В изучении в вопросе 1-ое июля Онкологического Исследования Журнала, исследователя использовали одиночную технологию блока (SNP) полиморфизма нуклеотида, которая фокусирует на строительных блоках индивидуальных генов, для того чтобы определить зоны хромосом где гены были любой левой стороной вне или умножено над и сверх - ошибки которые часто связаны с раком. В этом усилии, блоки произнесенного SNP («чику») были использованы для того чтобы найти ошибки Джин-экземпляра в клетках рака легких.
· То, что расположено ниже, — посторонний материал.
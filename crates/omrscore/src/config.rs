//! Aggregated tuning for every pipeline stage.

use std::path::Path;

use crate::align::{AlignConfig, AlignmentMode};
use crate::classify::ClassifyConfig;
use crate::error::EvaluateError;
use crate::grid::GridConfig;
use crate::layout::LayoutConfig;
use crate::preprocess::PreprocessConfig;
use crate::scoring::ScoringPolicy;

/// Top-level evaluation configuration.
///
/// Every field has a sensible default; JSON files only need to name the
/// values they change.
#[derive(Debug, Clone, Default, serde::Serialize, serde::Deserialize)]
#[serde(default, deny_unknown_fields)]
pub struct EvaluateConfig {
    pub preprocess: PreprocessConfig,
    pub align: AlignConfig,
    pub grid: GridConfig,
    pub classify: ClassifyConfig,
    pub scoring: ScoringPolicy,
}

impl EvaluateConfig {
    /// Check every stage's values and their compatibility with `layout`.
    pub fn validate_for(&self, layout: &LayoutConfig) -> Result<(), EvaluateError> {
        self.preprocess.validate().map_err(EvaluateError::Config)?;
        self.align.validate().map_err(EvaluateError::Config)?;
        self.grid.validate().map_err(EvaluateError::Config)?;
        self.classify.validate().map_err(EvaluateError::Config)?;
        self.scoring.validate().map_err(EvaluateError::Config)?;

        if self.align.mode == AlignmentMode::Fiducials && layout.fiducials.is_none() {
            return Err(EvaluateError::config(format!(
                "fiducial alignment requested but layout '{}' defines no fiducials",
                layout.name
            )));
        }
        Ok(())
    }

    /// Load a configuration from a JSON file.
    pub fn from_json_file(path: &Path) -> Result<Self, EvaluateError> {
        let data = std::fs::read_to_string(path).map_err(|e| {
            EvaluateError::config(format!("cannot read config {}: {e}", path.display()))
        })?;
        Self::from_json_str(&data)
    }

    /// Parse a configuration from JSON text.
    pub fn from_json_str(data: &str) -> Result<Self, EvaluateError> {
        serde_json::from_str(data)
            .map_err(|e| EvaluateError::config(format!("malformed config JSON: {e}")))
    }
}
«В предыдущем изучении, мы показали что блоки SNP предлагают уникально путь обнаруживать местонахождение изменения экземпляр-номера в хромосомах клетки и определять когда рассогласованы гены на паре хромосом,» говорит автору изучения старшему, Matthew Meyerson, MD, PhD, Даны-Farber. «Настоящее изучение демонстрирует что технология высок-разрешения SNP мощна достаточно для того чтобы определить изменения экземпляр-номера которые ранее не были найдены в клетках рака легких.»
Работающ с 70 образцами ткани рака легких и 31, котор лаборатори-росли линией клеток рака легких, исследователи использовали машинное оборудование высок-разрешения для того чтобы просмотреть хромосомы клеток в 115.000 положениях. Они нашли несколько зон которые уже были определены как имеющ ошибки экземпляр-номера, плюс 5 новых одних -- 2 где гены были удалены, и 3 где они сильно былископированы.